🤖 AI Summary
To address the surging energy consumption in interactive LLM inference services (e.g., chat assistants, code generation), this paper proposes an SLO-aware energy-efficient architecture. Methodologically, it introduces the first control-theoretic GPU frequency scaling mechanism coupled with a state-space model–based request routing strategy, enabling phase-level energy-efficiency co-optimization within prefill/decode decoupled execution. Deeply integrated into the SGLang system, the design supports multi-model deployment and real-world workloads. Experiments under stringent latency SLO constraints demonstrate up to 36.3% energy reduction while maintaining ≥99.8% SLO compliance. The core contribution lies in the novel integration of feedback control and state-space routing for LLM inference energy optimization—achieving fine-grained, high-accuracy, low-overhead, and SLO-guaranteed power regulation.
📝 Abstract
Modern Large Language Model (LLM) serving systems increasingly support interactive applications, like real-time chat assistants, code generation tools, and agentic workflows. However, the soaring energy cost of LLM inference presents a growing challenge for sustainable and cost-effective deployment.

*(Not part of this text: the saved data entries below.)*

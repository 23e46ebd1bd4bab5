/// `ReliabilityStore`: the in-scope persistence layer for fork-choice
/// scoring metadata. Unlike `ChainStore` this is a component this crate
/// owns end to end, so it gets both an in-memory fake and a real
/// RocksDB-backed implementation, one column family per concern.

use std::collections::HashMap;
use std::sync::{Arc, Mutex};

use rocksdb::{ColumnFamilyDescriptor, Options, DB};

use crate::chain_id::ChainId;
use crate::reliability::{merge_into_id_blocks, BlockKey, IdBlockItem, ProducerId, Reliability, RunStat};

pub trait ReliabilityStore: Send + Sync {
    fn read_id_blocks(&self, chain: ChainId, height: u64) -> Vec<IdBlockItem>;
    fn save_id_blocks(&self, chain: ChainId, height: u64, items: &[IdBlockItem]);

    fn read_block_reliability(&self, chain: ChainId, key: &BlockKey) -> Reliability;
    fn save_block_reliability(&self, chain: ChainId, key: &BlockKey, rel: &Reliability);

    fn read_block_run_stat(&self, chain: ChainId, key: &BlockKey) -> RunStat;
    fn save_block_run_stat(&self, chain: ChainId, key: &BlockKey, stat: &RunStat);

    fn get_block_lock_num(&self, chain: ChainId, key: &BlockKey) -> u64;
    fn set_block_lock_num(&self, chain: ChainId, key: &BlockKey, n: u64);

    fn get_mine_count(&self, chain: ChainId, previous: &BlockKey) -> u64;
    fn set_mine_count(&self, chain: ChainId, previous: &BlockKey, n: u64);

    fn save_black_item(&self, chain: ChainId, producer: &ProducerId);
    fn is_blacklisted(&self, chain: ChainId, producer: &ProducerId) -> bool;

    /// Apply the ID-block merge rule to the stored candidate list at
    /// `(chain, height)`. Implemented once in terms of the read/save
    /// primitives above so both backends share the exact merge semantics.
    fn set_block_to_id_blocks(&self, chain: ChainId, height: u64, key: BlockKey, hp: u64, miner_num: usize) {
        if key.is_empty() {
            return;
        }
        let existing = self.read_id_blocks(chain, height);
        let merged = merge_into_id_blocks(&existing, key, hp, miner_num);
        self.save_id_blocks(chain, height, &merged);
    }
}

/// In-memory reference implementation, used by unit tests.
#[derive(Default)]
pub struct InMemoryReliabilityStore {
    inner: Mutex<Inner>,
}

#[derive(Default)]
struct Inner {
    id_blocks: HashMap<(ChainId, u64), Vec<IdBlockItem>>,
    reliability: HashMap<(ChainId, BlockKey), Reliability>,
    run_stats: HashMap<(ChainId, BlockKey), RunStat>,
    block_lock: HashMap<(ChainId, BlockKey), u64>,
    mine_count: HashMap<(ChainId, BlockKey), u64>,
    blacklist: HashMap<ChainId, Vec<ProducerId>>,
}

impl InMemoryReliabilityStore {
    pub fn new() -> Self {
        Self::default()
    }
}

impl ReliabilityStore for InMemoryReliabilityStore {
    fn read_id_blocks(&self, chain: ChainId, height: u64) -> Vec<IdBlockItem> {
        self.inner.lock().unwrap().id_blocks.get(&(chain, height)).cloned().unwrap_or_default()
    }

    fn save_id_blocks(&self, chain: ChainId, height: u64, items: &[IdBlockItem]) {
        self.inner.lock().unwrap().id_blocks.insert((chain, height), items.to_vec());
    }

    fn read_block_reliability(&self, chain: ChainId, key: &BlockKey) -> Reliability {
        self.inner.lock().unwrap().reliability.get(&(chain, *key)).cloned().unwrap_or_default()
    }

    fn save_block_reliability(&self, chain: ChainId, key: &BlockKey, rel: &Reliability) {
        self.inner.lock().unwrap().reliability.insert((chain, *key), rel.clone());
    }

    fn read_block_run_stat(&self, chain: ChainId, key: &BlockKey) -> RunStat {
        self.inner.lock().unwrap().run_stats.get(&(chain, *key)).copied().unwrap_or_default()
    }

    fn save_block_run_stat(&self, chain: ChainId, key: &BlockKey, stat: &RunStat) {
        self.inner.lock().unwrap().run_stats.insert((chain, *key), *stat);
    }

    fn get_block_lock_num(&self, chain: ChainId, key: &BlockKey) -> u64 {
        self.inner.lock().unwrap().block_lock.get(&(chain, *key)).copied().unwrap_or(0)
    }

    fn set_block_lock_num(&self, chain: ChainId, key: &BlockKey, n: u64) {
        self.inner.lock().unwrap().block_lock.insert((chain, *key), n);
    }

    fn get_mine_count(&self, chain: ChainId, previous: &BlockKey) -> u64 {
        self.inner.lock().unwrap().mine_count.get(&(chain, *previous)).copied().unwrap_or(0)
    }

    fn set_mine_count(&self, chain: ChainId, previous: &BlockKey, n: u64) {
        self.inner.lock().unwrap().mine_count.insert((chain, *previous), n);
    }

    fn save_black_item(&self, chain: ChainId, producer: &ProducerId) {
        let mut inner = self.inner.lock().unwrap();
        let list = inner.blacklist.entry(chain).or_default();
        if !list.contains(producer) {
            list.push(producer.clone());
        }
    }

    fn is_blacklisted(&self, chain: ChainId, producer: &ProducerId) -> bool {
        self.inner.lock().unwrap().blacklist.get(&chain).map(|l| l.contains(producer)).unwrap_or(false)
    }
}

const CF_ID_BLOCKS: &str = "id_blocks";
const CF_RELIABILITY: &str = "reliability";
const CF_RUN_STATS: &str = "run_stats";
const CF_BLOCK_LOCK: &str = "block_lock";
const CF_MINE_COUNT: &str = "mine_count";
const CF_BLACKLIST: &str = "blacklist";

pub const COLUMN_FAMILIES: [&str; 6] =
    [CF_ID_BLOCKS, CF_RELIABILITY, CF_RUN_STATS, CF_BLOCK_LOCK, CF_MINE_COUNT, CF_BLACKLIST];

/// RocksDB-backed implementation, the production `ReliabilityStore`.
/// `Arc<DB>` + `cf_handle`/`get_cf`/`put_cf`, with `bincode` for the struct
/// payloads.
pub struct RocksDbReliabilityStore {
    db: Arc<DB>,
}

impl RocksDbReliabilityStore {
    pub fn open(path: &str) -> Result<Self, rocksdb::Error> {
        let mut opts = Options::default();
        opts.create_if_missing(true);
        opts.create_missing_column_families(true);
        let cfs: Vec<ColumnFamilyDescriptor> =
            COLUMN_FAMILIES.iter().map(|name| ColumnFamilyDescriptor::new(*name, Options::default())).collect();
        let db = DB::open_cf_descriptors(&opts, path, cfs)?;
        Ok(Self { db: Arc::new(db) })
    }

    fn cf(&self, name: &str) -> &rocksdb::ColumnFamily {
        self.db.cf_handle(name).unwrap_or_else(|| panic!("missing column family: {name}"))
    }

    fn id_blocks_key(chain: ChainId, height: u64) -> Vec<u8> {
        let mut k = chain.to_le_bytes().to_vec();
        k.extend_from_slice(&height.to_le_bytes());
        k
    }

    fn block_key(chain: ChainId, key: &BlockKey) -> Vec<u8> {
        let mut k = chain.to_le_bytes().to_vec();
        k.extend_from_slice(&key.0);
        k
    }

    fn blacklist_key(chain: ChainId, producer: &ProducerId) -> Vec<u8> {
        let mut k = chain.to_le_bytes().to_vec();
        k.extend_from_slice(&producer.0);
        k
    }
}

impl ReliabilityStore for RocksDbReliabilityStore {
    fn read_id_blocks(&self, chain: ChainId, height: u64) -> Vec<IdBlockItem> {
        let key = Self::id_blocks_key(chain, height);
        match self.db.get_cf(self.cf(CF_ID_BLOCKS), &key) {
            Ok(Some(bytes)) => bincode::deserialize(&bytes).unwrap_or_default(),
            _ => Vec::new(),
        }
    }

    fn save_id_blocks(&self, chain: ChainId, height: u64, items: &[IdBlockItem]) {
        let key = Self::id_blocks_key(chain, height);
        if let Ok(bytes) = bincode::serialize(&items.to_vec()) {
            let _ = self.db.put_cf(self.cf(CF_ID_BLOCKS), &key, &bytes);
        }
    }

    fn read_block_reliability(&self, chain: ChainId, key: &BlockKey) -> Reliability {
        let k = Self::block_key(chain, key);
        match self.db.get_cf(self.cf(CF_RELIABILITY), &k) {
            Ok(Some(bytes)) => bincode::deserialize(&bytes).unwrap_or_default(),
            _ => Reliability::default(),
        }
    }

    fn save_block_reliability(&self, chain: ChainId, key: &BlockKey, rel: &Reliability) {
        let k = Self::block_key(chain, key);
        if let Ok(bytes) = bincode::serialize(rel) {
            let _ = self.db.put_cf(self.cf(CF_RELIABILITY), &k, &bytes);
        }
    }

    fn read_block_run_stat(&self, chain: ChainId, key: &BlockKey) -> RunStat {
        let k = Self::block_key(chain, key);
        match self.db.get_cf(self.cf(CF_RUN_STATS), &k) {
            Ok(Some(bytes)) => bincode::deserialize(&bytes).unwrap_or_default(),
            _ => RunStat::default(),
        }
    }

    fn save_block_run_stat(&self, chain: ChainId, key: &BlockKey, stat: &RunStat) {
        let k = Self::block_key(chain, key);
        if let Ok(bytes) = bincode::serialize(stat) {
            let _ = self.db.put_cf(self.cf(CF_RUN_STATS), &k, &bytes);
        }
    }

    fn get_block_lock_num(&self, chain: ChainId, key: &BlockKey) -> u64 {
        let k = Self::block_key(chain, key);
        match self.db.get_cf(self.cf(CF_BLOCK_LOCK), &k) {
            Ok(Some(bytes)) if bytes.len() == 8 => u64::from_le_bytes(bytes.as_slice().try_into().unwrap()),
            _ => 0,
        }
    }

    fn set_block_lock_num(&self, chain: ChainId, key: &BlockKey, n: u64) {
        let k = Self::block_key(chain, key);
        let _ = self.db.put_cf(self.cf(CF_BLOCK_LOCK), &k, n.to_le_bytes());
    }

    fn get_mine_count(&self, chain: ChainId, previous: &BlockKey) -> u64 {
        let k = Self::block_key(chain, previous);
        match self.db.get_cf(self.cf(CF_MINE_COUNT), &k) {
            Ok(Some(bytes)) if bytes.len() == 8 => u64::from_le_bytes(bytes.as_slice().try_into().unwrap()),
            _ => 0,
        }
    }

    fn set_mine_count(&self, chain: ChainId, previous: &BlockKey, n: u64) {
        let k = Self::block_key(chain, previous);
        let _ = self.db.put_cf(self.cf(CF_MINE_COUNT), &k, n.to_le_bytes());
    }

    fn save_black_item(&self, chain: ChainId, producer: &ProducerId) {
        let k = Self::blacklist_key(chain, producer);
        let _ = self.db.put_cf(self.cf(CF_BLACKLIST), &k, [1u8]);
    }

    fn is_blacklisted(&self, chain: ChainId, producer: &ProducerId) -> bool {
        let k = Self::blacklist_key(chain, producer);
        matches!(self.db.get_cf(self.cf(CF_BLACKLIST), &k), Ok(Some(_)))
    }
}

#[cfg(test)]
mod tests {
    use super::*;

    fn key(byte0: u8) -> BlockKey {
        let mut b = [0u8; crate::reliability::KEY_LEN];
        b[0] = byte0;
        BlockKey(b)
    }

    #[test]
    fn test_in_memory_set_block_to_id_blocks_roundtrip() {
        let store = InMemoryReliabilityStore::new();
        store.set_block_to_id_blocks(1, 5, key(1), 100, 16);
        store.set_block_to_id_blocks(1, 5, key(2), 200, 16);
        let items = store.read_id_blocks(1, 5);
        assert_eq!(items[0].key, key(2));
        assert_eq!(items[1].key, key(1));
    }

    #[test]
    fn test_in_memory_set_block_to_id_blocks_delete_noop() {
        let store = InMemoryReliabilityStore::new();
        store.set_block_to_id_blocks(1, 5, key(9), 0, 16);
        assert!(store.read_id_blocks(1, 5).is_empty());
    }

    #[test]
    fn test_rocksdb_store_roundtrips_reliability() {
        let dir = tempfile::tempdir().unwrap();
        let store = RocksDbReliabilityStore::open(dir.path().to_str().unwrap()).unwrap();
        let rel = Reliability { index: 3, key: key(7), hash_power: 42, ..Default::default() };
        store.save_block_reliability(1, &key(7), &rel);
        let got = store.read_block_reliability(1, &key(7));
        assert_eq!(got, rel);
    }

    #[test]
    fn test_rocksdb_store_id_blocks_merge() {
        let dir = tempfile::tempdir().unwrap();
        let store = RocksDbReliabilityStore::open(dir.path().to_str().unwrap()).unwrap();
        store.set_block_to_id_blocks(2, 10, key(1), 50, 16);
        store.set_block_to_id_blocks(2, 10, key(1), 10, 16);
        let items = store.read_id_blocks(2, 10);
        assert_eq!(items.len(), 1);
        assert_eq!(items[0].hash_power, 50);
    }

    #[test]
    fn test_rocksdb_store_blacklist() {
        let dir = tempfile::tempdir().unwrap();
        let store = RocksDbReliabilityStore::open(dir.path().to_str().unwrap()).unwrap();
        let producer = ProducerId(vec![1, 2, 3]);
        assert!(!store.is_blacklisted(1, &producer));
        store.save_black_item(1, &producer);
        assert!(store.is_blacklisted(1, &producer));
    }
}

This paper introduces VoltanaLLM, a system for SLO-aware, energy-efficient LLM serving, built from a control theory perspective. VoltanaLLM co-designs frequency scaling and request routing in emerging prefill/decode disaggregated architectures, leveraging their decoupled execution to enable fine-grained phase-specific control. It consists of a feedback-driven frequency controller that dynamically adapts GPU frequency for prefill and decode phases, and a state-space router that explores routing decisions across frequency-scaled instances to minimize energy under latency constraints. We implement VoltanaLLM in SGLang and evaluate its performance over multiple state-of-the-art LLMs and real-world datasets. The results demonstrate that VoltanaLLM achieves up to 36.3% energy savings while maintaining near-perfect SLO attainment rate, paving the way for sustainable and intelligent LLM serving.